Task directions:
Transcribe every record exactly as it appears.

Data provided:
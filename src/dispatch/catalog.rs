//! Secondary-provider model catalog
//!
//! The catalog is static and ordered by preference; query selection always
//! takes a prefix of it.

use genai::adapter::AdapterKind;
use serde::{Deserialize, Serialize};
use std::fmt;

/// Backend serving every catalog model
pub const SECONDARY_PROVIDER: AdapterKind = AdapterKind::Gemini;

#[derive(Debug, Clone, Copy, PartialEq, Eq, Hash, Serialize, Deserialize)]
#[serde(rename_all = "lowercase")]
pub enum ModelCategory {
    Text,
    Multimodal,
    Advanced,
    Lightweight,
    /// Only carried by the synthetic outcome produced when every model failed
    Fallback,
}

impl fmt::Display for ModelCategory {
    fn fmt(&self, f: &mut fmt::Formatter<'_>) -> fmt::Result {
        let label = match self {
            ModelCategory::Text => "text",
            ModelCategory::Multimodal => "multimodal",
            ModelCategory::Advanced => "advanced",
            ModelCategory::Lightweight => "lightweight",
            ModelCategory::Fallback => "fallback",
        };
        f.write_str(label)
    }
}

#[derive(Debug, Clone, PartialEq, Eq, Serialize)]
pub struct ModelDescriptor {
    pub name: &'static str,
    pub category: ModelCategory,
}

impl ModelDescriptor {
    pub const fn new(name: &'static str, category: ModelCategory) -> Self {
        Self { name, category }
    }
}

pub const DEFAULT_CATALOG: &[ModelDescriptor] = &[
    ModelDescriptor::new("gemini-2.0-flash", ModelCategory::Text),
    ModelDescriptor::new("gemini-1.5-flash", ModelCategory::Multimodal),
    ModelDescriptor::new("gemini-1.5-pro", ModelCategory::Advanced),
    ModelDescriptor::new("gemini-1.5-flash-8b", ModelCategory::Lightweight),
];

#[derive(Debug, Clone, Copy, PartialEq, Eq)]
pub struct ModelCatalog {
    entries: &'static [ModelDescriptor],
}

impl ModelCatalog {
    pub const fn new(entries: &'static [ModelDescriptor]) -> Self {
        Self { entries }
    }

    pub fn entries(&self) -> &'static [ModelDescriptor] {
        self.entries
    }

    pub fn len(&self) -> usize {
        self.entries.len()
    }

    pub fn is_empty(&self) -> bool {
        self.entries.is_empty()
    }

    /// The first `max_models` entries, in catalog order
    pub fn select(&self, max_models: usize) -> &'static [ModelDescriptor] {
        &self.entries[..max_models.min(self.entries.len())]
    }
}

impl Default for ModelCatalog {
    fn default() -> Self {
        Self::new(DEFAULT_CATALOG)
    }
}
use crate::config::{DEFAULT_MAX_MODELS, DEFAULT_MAX_TOKENS};
use serde::{Deserialize, Serialize};
use std::fmt;
use tracing::warn;

/// How per-model outcomes are reduced into the returned set
#[derive(Debug, Clone, Copy, PartialEq, Eq, Default, Serialize, Deserialize)]
#[serde(rename_all = "lowercase", from = "String")]
pub enum AggregationMode {
    /// Every successful outcome, in catalog order
    #[default]
    Parallel,
    /// Only the first successful outcome in catalog order
    Fallback,
}

impl AggregationMode {
    /// Parses a mode name; anything unrecognized means `Parallel`
    pub fn parse(s: &str) -> Self {
        match s.trim().to_lowercase().as_str() {
            "parallel" => AggregationMode::Parallel,
            "fallback" => AggregationMode::Fallback,
            other => {
                warn!("Unknown aggregation mode '{}', using parallel", other);
                AggregationMode::Parallel
            }
        }
    }
}

impl From<String> for AggregationMode {
    fn from(s: String) -> Self {
        Self::parse(&s)
    }
}

impl fmt::Display for AggregationMode {
    fn fmt(&self, f: &mut fmt::Formatter<'_>) -> fmt::Result {
        match self {
            AggregationMode::Parallel => write!(f, "parallel"),
            AggregationMode::Fallback => write!(f, "fallback"),
        }
    }
}

/// Caller-supplied query settings
///
/// Missing fields take the defaults `mode=parallel`, `maxModels=4`,
/// `maxTokens=350`.
#[derive(Debug, Clone, Copy, PartialEq, Eq, Serialize, Deserialize)]
#[serde(rename_all = "camelCase", default)]
pub struct QueryOptions {
    pub mode: AggregationMode,
    /// Upper bound on catalog entries attempted
    pub max_models: usize,
    /// Upper bound on response length requested from each model
    pub max_tokens: u32,
}

impl Default for QueryOptions {
    fn default() -> Self {
        Self {
            mode: AggregationMode::Parallel,
            max_models: DEFAULT_MAX_MODELS,
            max_tokens: DEFAULT_MAX_TOKENS,
        }
    }
}

impl QueryOptions {
    pub fn parallel() -> Self {
        Self::default()
    }

    pub fn fallback() -> Self {
        Self {
            mode: AggregationMode::Fallback,
            ..Self::default()
        }
    }

    pub fn with_max_models(mut self, max_models: usize) -> Self {
        self.max_models = max_models;
        self
    }

    pub fn with_max_tokens(mut self, max_tokens: u32) -> Self {
        self.max_tokens = max_tokens;
        self
    }

    /// Raises zero bounds to one, since both must be positive
    pub fn normalized(self) -> Self {
        Self {
            mode: self.mode,
            max_models: self.max_models.max(1),
            max_tokens: self.max_tokens.max(1),
        }
    }
}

Exercise response:
filename src/dispatch/catalog.rs
//! Secondary-provider model catalog
//!
//! The catalog is static and ordered by preference; query selection always
//! takes a prefix of it.

use genai::adapter::AdapterKind;
use serde::{Deserialize, Serialize};
use std::fmt;

/// Backend serving every catalog model
pub const SECONDARY_PROVIDER: AdapterKind = AdapterKind::Gemini;

#[derive(Debug, Clone, Copy, PartialEq, Eq, Hash, Serialize, Deserialize)]
#[serde(rename_all = "lowercase")]
pub enum ModelCategory {
    Text,
    Multimodal,
    Advanced,
    Lightweight,
    /// Only carried by the synthetic outcome produced when every model failed
    Fallback,
}

impl fmt::Display for ModelCategory {
    fn fmt(&self, f: &mut fmt::Formatter<'_>) -> fmt::Result {
        let label = match self {
            ModelCategory::Text => "text",
            ModelCategory::Multimodal => "multimodal",
            ModelCategory::Advanced => "advanced",
            ModelCategory::Lightweight => "lightweight",
            ModelCategory::Fallback => "fallback",
        };
        f.write_str(label)
    }
}

#[derive(Debug, Clone, PartialEq, Eq, Serialize)]
pub struct ModelDescriptor {
    pub name: &'static str,
    pub category: ModelCategory,
}

impl ModelDescriptor {
    pub const fn new(name: &'static str, category: ModelCategory) -> Self {
        Self { name, category }
    }
}

pub const DEFAULT_CATALOG: &[ModelDescriptor] = &[
    ModelDescriptor::new("gemini-2.0-flash", ModelCategory::Text),
    ModelDescriptor::new("gemini-1.5-flash", ModelCategory::Multimodal),
    ModelDescriptor::new("gemini-1.5-pro", ModelCategory::Advanced),
    ModelDescriptor::new("gemini-1.5-flash-8b", ModelCategory::Lightweight),
];

#[derive(Debug, Clone, Copy, PartialEq, Eq)]
pub struct ModelCatalog {
    entries: &'static [ModelDescriptor],
}

impl ModelCatalog {
    pub const fn new(entries: &'static [ModelDescriptor]) -> Self {
        Self { entries }
    }

    pub fn entries(&self) -> &'static [ModelDescriptor] {
        self.entries
    }

    pub fn len(&self) -> usize {
        self.entries.len()
    }

    pub fn is_empty(&self) -> bool {
        self.entries.is_empty()
    }

    /// The first `max_models` entries, in catalog order
    pub fn select(&self, max_models: usize) -> &'static [ModelDescriptor] {
        &self.entries[..max_models.min(self.entries.len())]
    }
}

impl Default for ModelCatalog {
    fn default() -> Self {
        Self::new(DEFAULT_CATALOG)
    }
}
use crate::config::{DEFAULT_MAX_MODELS, DEFAULT_MAX_TOKENS};
use serde::{Deserialize, Serialize};
use std::fmt;
use tracing::warn;

/// How per-model outcomes are reduced into the returned set
#[derive(Debug, Clone, Copy, PartialEq, Eq, Default, Serialize, Deserialize)]
#[serde(rename_all = "lowercase", from = "String")]
pub enum AggregationMode {
    /// Every successful outcome, in catalog order
    #[default]
    Parallel,
    /// Only the first successful outcome in catalog order
    Fallback,
}

impl AggregationMode {
    /// Parses a mode name; anything unrecognized means `Parallel`
    pub fn parse(s: &str) -> Self {
        match s.trim().to_lowercase().as_str() {
            "parallel" => AggregationMode::Parallel,
            "fallback" => AggregationMode::Fallback,
            other => {
                warn!("Unknown aggregation mode '{}', using parallel", other);
                AggregationMode::Parallel
            }
        }
    }
}

impl From<String> for AggregationMode {
    fn from(s: String) -> Self {
        Self::parse(&s)
    }
}

impl fmt::Display for AggregationMode {
    fn fmt(&self, f: &mut fmt::Formatter<'_>) -> fmt::Result {
        match self {
            AggregationMode::Parallel => write!(f, "parallel"),
            AggregationMode::Fallback => write!(f, "fallback"),
        }
    }
}

/// Caller-supplied query settings
///
/// Missing fields take the defaults `mode=parallel`, `maxModels=4`,
/// `maxTokens=350`.
#[derive(Debug, Clone, Copy, PartialEq, Eq, Serialize, Deserialize)]
#[serde(rename_all = "camelCase", default)]
pub struct QueryOptions {
    pub mode: AggregationMode,
    /// Upper bound on catalog entries attempted
    pub max_models: usize,
    /// Upper bound on response length requested from each model
    pub max_tokens: u32,
}

impl Default for QueryOptions {
    fn default() -> Self {
        Self {
            mode: AggregationMode::Parallel,
            max_models: DEFAULT_MAX_MODELS,
            max_tokens: DEFAULT_MAX_TOKENS,
        }
    }
}

impl QueryOptions {
    pub fn parallel() -> Self {
        Self::default()
    }

    pub fn fallback() -> Self {
        Self {
            mode: AggregationMode::Fallback,
            ..Self::default()
        }
    }

    pub fn with_max_models(mut self, max_models: usize) -> Self {
        self.max_models = max_models;
        self
    }

    pub fn with_max_tokens(mut self, max_tokens: u32) -> Self {
        self.max_tokens = max_tokens;
        self
    }

    /// Raises zero bounds to one, since both must be positive
    pub fn normalized(self) -> Self {
        Self {
            mode: self.mode,
            max_models: self.max_models.max(1),
            max_tokens: self.max_tokens.max(1),
        }
    }
}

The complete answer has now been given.